# Wolves trying to trade Olo



## sheefo13 (Jul 13, 2002)

Yes its true. The Wolves are repordently trying to deal Kandi. People would say yeah he is the wrong guy to trade for but he is 7-0 and has an expiring contract. At times he is a good center.

What do you think the Wolves are trying to get? This team needs a center, so why would we be trading the only legit starter at that position if we do not get a center in return?


----------



## socco (Jul 14, 2002)

I'd be up for trading Kandi/Ebi for Magloire, or something like that. I don't really like the idea of trading him, but if we could get a better center in return, then I'd do it.


----------



## sheefo13 (Jul 13, 2002)

Yeah a trade to send off Olo/Ebi for Blount and Tony Allen??? I would do it.


----------



## kaniffmn (Jul 29, 2003)

I'm sure everyone has seen and researched the summer league and all that. Throwing in Ebi with Kandi isn't going to get you much more.


----------



## sheefo13 (Jul 13, 2002)

Well Ebi didn't do TERRIBLE in the summer leage. There is still a lot of potential there. Who knows, he may come up next season and surprise us...


----------



## KJay (Sep 22, 2002)

EBi and Olo to Boston for LAFrentz and one of their sf


----------



## socco (Jul 14, 2002)

I wouldn't want LaFrentz...


----------



## ShuHanGuanYu (Feb 3, 2005)

KJay said:


> EBi and Olo to Boston for LAFrentz and one of their sf


I'd do it if I were Boston, but I don't know why you'd want to take on an older injury-prone center with a large contract while giving up a young possible talent like Ebi.



sheefo13 said:


> Yeah a trade to send off Olo/Ebi for Blount and Tony Allen??? I would do it.
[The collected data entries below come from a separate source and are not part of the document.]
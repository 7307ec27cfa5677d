//! # STRATA ECS
//!
//! Sparse-set Entity Component System with typed and run-time described
//! iteration.
//!
//! ## Architecture Rules
//!
//! 1. **Handles are never reused** - [`EntityAllocator`] only counts up
//! 2. **Dense storage per type** - iteration walks packed arrays
//! 3. **Smallest set drives joins** - multi-component iteration cost scales
//!    with the rarest component
//!
//! ## Example
//!
//! ```
//! use strata_ecs::{Entity, EntityAllocator, Registry};
//!
//! struct Position(f32, f32);
//! struct Velocity(f32, f32);
//!
//! let mut entities = EntityAllocator::new();
//! let mut registry = Registry::new();
//!
//! for i in 0..4 {
//!     let e = entities.create();
//!     registry.emplace(e, Position(0.0, 0.0));
//!     if i % 2 == 0 {
//!         registry.emplace(e, Velocity(1.0, 0.5));
//!     }
//! }
//!
//! let moved = registry.iterate2::<Position, Velocity, _>(|_, pos, vel| {
//!     pos.0 += vel.0;
//!     pos.1 += vel.1;
//! });
//! assert_eq!(moved, 2);
//! assert_eq!(registry.get::<Position>(Entity::from_raw(2)).map(|p| p.0), Some(1.0));
//! ```

#![deny(missing_docs)]
#![deny(unsafe_code)]
#![deny(clippy::all)]
#![warn(clippy::pedantic)]
#![deny(clippy::perf)]

pub mod config;
pub mod ecs;
pub mod error;

pub use config::EcsConfig;
pub use ecs::{
    Component, ComponentKey, DynamicArgs, DynamicVisitor, Entity, EntityAllocator,
    ErasedStorage, IntoDynamicVisitor, Param, Registry, Signature, SparseSet,
};
pub use error::{EcsError, EcsResult};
I don't see why Boston would do it, especially since they like their young PG situation. They want to unload Blount, but not by losing a PG they like.


----------



## sheefo13 (Jul 13, 2002)

Tony Allen is a SF, Marcus Banks is the PG that you are probably thinking of.


----------



## ShuHanGuanYu (Feb 3, 2005)

sheefo13 said:


> Tony Allen is a SF, Marcus Banks is the PG that you are probably thinking of.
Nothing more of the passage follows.